> **What to produce**
The output should be limited to the line holding "freshly initialized engine" and the lines after it through the end of the entries, each restated exactly.

+ + +

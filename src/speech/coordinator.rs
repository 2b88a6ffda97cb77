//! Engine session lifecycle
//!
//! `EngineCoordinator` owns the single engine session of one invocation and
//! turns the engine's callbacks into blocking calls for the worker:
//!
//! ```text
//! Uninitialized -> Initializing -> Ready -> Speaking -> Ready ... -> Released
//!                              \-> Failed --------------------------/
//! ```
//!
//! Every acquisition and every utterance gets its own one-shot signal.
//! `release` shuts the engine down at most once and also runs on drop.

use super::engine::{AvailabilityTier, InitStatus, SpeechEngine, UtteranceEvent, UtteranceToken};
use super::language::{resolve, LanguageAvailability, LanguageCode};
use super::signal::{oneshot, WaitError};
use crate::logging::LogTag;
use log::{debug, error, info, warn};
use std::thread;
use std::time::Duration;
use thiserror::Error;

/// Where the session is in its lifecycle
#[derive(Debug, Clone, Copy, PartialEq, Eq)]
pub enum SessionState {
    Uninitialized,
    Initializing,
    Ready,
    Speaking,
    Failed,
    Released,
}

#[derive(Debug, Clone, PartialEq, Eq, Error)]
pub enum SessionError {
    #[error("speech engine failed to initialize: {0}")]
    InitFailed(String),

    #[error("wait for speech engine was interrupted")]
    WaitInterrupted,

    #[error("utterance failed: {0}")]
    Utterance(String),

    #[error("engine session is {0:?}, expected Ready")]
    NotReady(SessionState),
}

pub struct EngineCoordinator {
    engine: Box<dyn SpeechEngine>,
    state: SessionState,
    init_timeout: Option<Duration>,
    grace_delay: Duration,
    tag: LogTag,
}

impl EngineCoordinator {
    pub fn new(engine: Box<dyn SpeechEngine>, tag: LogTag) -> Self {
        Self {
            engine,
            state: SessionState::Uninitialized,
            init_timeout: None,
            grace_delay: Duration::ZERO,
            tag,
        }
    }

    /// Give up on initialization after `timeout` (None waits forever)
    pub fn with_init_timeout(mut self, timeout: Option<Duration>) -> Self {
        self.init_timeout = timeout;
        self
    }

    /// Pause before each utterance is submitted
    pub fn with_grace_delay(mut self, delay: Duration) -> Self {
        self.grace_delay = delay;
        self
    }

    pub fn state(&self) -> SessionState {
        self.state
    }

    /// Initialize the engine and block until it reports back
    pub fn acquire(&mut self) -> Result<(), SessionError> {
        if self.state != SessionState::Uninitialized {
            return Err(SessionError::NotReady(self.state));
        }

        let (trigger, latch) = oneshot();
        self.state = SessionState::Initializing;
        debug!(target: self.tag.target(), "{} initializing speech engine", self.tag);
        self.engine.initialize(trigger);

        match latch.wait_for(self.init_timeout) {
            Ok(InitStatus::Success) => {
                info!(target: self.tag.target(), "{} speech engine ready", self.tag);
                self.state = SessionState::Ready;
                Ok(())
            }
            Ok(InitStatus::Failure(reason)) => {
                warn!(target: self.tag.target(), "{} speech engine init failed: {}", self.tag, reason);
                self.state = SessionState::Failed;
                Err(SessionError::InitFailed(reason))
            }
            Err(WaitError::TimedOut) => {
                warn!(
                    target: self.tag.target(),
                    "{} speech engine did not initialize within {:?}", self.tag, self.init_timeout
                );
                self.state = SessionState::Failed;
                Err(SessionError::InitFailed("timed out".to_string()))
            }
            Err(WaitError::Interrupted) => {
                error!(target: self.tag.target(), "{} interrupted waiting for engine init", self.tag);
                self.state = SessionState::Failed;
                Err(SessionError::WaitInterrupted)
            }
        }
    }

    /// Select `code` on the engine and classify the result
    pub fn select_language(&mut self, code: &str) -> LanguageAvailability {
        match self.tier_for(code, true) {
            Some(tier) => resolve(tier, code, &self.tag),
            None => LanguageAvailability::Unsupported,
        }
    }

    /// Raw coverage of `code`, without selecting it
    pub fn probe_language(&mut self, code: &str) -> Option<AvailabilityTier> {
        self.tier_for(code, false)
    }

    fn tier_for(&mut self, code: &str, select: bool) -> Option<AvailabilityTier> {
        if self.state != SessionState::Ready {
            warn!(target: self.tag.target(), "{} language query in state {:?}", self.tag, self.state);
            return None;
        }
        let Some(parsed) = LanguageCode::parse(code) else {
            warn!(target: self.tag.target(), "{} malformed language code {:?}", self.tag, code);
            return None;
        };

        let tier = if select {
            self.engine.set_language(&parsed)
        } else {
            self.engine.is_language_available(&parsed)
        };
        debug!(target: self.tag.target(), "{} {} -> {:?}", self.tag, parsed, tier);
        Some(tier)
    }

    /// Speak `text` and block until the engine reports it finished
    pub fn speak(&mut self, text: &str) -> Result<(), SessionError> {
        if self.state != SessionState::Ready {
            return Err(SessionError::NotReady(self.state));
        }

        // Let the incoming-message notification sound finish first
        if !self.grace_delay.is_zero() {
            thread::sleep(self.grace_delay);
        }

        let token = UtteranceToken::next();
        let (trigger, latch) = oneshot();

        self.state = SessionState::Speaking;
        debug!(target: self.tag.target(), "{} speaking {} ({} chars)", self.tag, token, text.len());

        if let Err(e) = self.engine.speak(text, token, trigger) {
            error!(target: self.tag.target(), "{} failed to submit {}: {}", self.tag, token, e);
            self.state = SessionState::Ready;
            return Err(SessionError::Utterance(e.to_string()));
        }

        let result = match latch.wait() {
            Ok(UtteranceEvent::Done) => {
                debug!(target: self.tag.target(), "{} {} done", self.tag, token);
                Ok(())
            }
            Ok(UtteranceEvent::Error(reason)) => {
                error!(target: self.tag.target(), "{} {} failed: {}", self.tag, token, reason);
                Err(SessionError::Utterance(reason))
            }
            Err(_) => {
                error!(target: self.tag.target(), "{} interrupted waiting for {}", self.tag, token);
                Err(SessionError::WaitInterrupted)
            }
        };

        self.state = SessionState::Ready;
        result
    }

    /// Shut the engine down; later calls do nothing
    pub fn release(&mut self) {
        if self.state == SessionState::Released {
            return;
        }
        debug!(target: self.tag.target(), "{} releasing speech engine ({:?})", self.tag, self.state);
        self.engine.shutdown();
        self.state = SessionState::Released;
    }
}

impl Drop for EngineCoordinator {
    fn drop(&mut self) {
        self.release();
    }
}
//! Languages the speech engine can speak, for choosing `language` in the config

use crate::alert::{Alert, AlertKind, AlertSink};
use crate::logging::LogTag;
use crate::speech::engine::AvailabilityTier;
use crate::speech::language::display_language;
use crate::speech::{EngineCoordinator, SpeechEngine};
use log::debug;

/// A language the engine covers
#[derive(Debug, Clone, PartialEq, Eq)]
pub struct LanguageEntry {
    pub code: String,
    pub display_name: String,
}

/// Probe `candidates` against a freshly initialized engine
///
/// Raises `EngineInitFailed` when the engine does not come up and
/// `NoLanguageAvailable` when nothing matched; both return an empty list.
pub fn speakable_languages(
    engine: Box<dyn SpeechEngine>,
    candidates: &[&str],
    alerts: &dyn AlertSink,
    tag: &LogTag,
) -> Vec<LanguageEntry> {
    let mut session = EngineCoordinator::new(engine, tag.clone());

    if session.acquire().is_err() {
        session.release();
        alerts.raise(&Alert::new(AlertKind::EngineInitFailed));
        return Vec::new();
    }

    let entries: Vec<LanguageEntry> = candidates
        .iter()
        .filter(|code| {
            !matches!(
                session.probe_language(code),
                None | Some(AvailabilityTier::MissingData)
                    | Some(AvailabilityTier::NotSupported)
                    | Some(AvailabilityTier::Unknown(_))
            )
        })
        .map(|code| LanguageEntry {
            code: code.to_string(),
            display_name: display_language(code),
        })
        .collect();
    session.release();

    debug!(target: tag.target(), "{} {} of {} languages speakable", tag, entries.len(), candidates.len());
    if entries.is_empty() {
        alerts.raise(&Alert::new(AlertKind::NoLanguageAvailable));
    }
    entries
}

+ + +

> **Output**
/// Probe `candidates` against a freshly initialized engine
///
/// Raises `EngineInitFailed` when the engine does not come up and
/// `NoLanguageAvailable` when nothing matched; both return an empty list.
pub fn speakable_languages(
    engine: Box<dyn SpeechEngine>,
    candidates: &[&str],
    alerts: &dyn AlertSink,
    tag: &LogTag,
) -> Vec<LanguageEntry> {
    let mut session = EngineCoordinator::new(engine, tag.clone());

    if session.acquire().is_err() {
        session.release();
        alerts.raise(&Alert::new(AlertKind::EngineInitFailed));
        return Vec::new();
    }

    let entries: Vec<LanguageEntry> = candidates
        .iter()
        .filter(|code| {
            !matches!(
                session.probe_language(code),
                None | Some(AvailabilityTier::MissingData)
                    | Some(AvailabilityTier::NotSupported)
                    | Some(AvailabilityTier::Unknown(_))
            )
        })
        .map(|code| LanguageEntry {
            code: code.to_string(),
            display_name: display_language(code),
        })
        .collect();
    session.release();

    debug!(target: tag.target(), "{} {} of {} languages speakable", tag, entries.len(), candidates.len());
    if entries.is_empty() {
        alerts.raise(&Alert::new(AlertKind::NoLanguageAvailable));
    }
    entries
}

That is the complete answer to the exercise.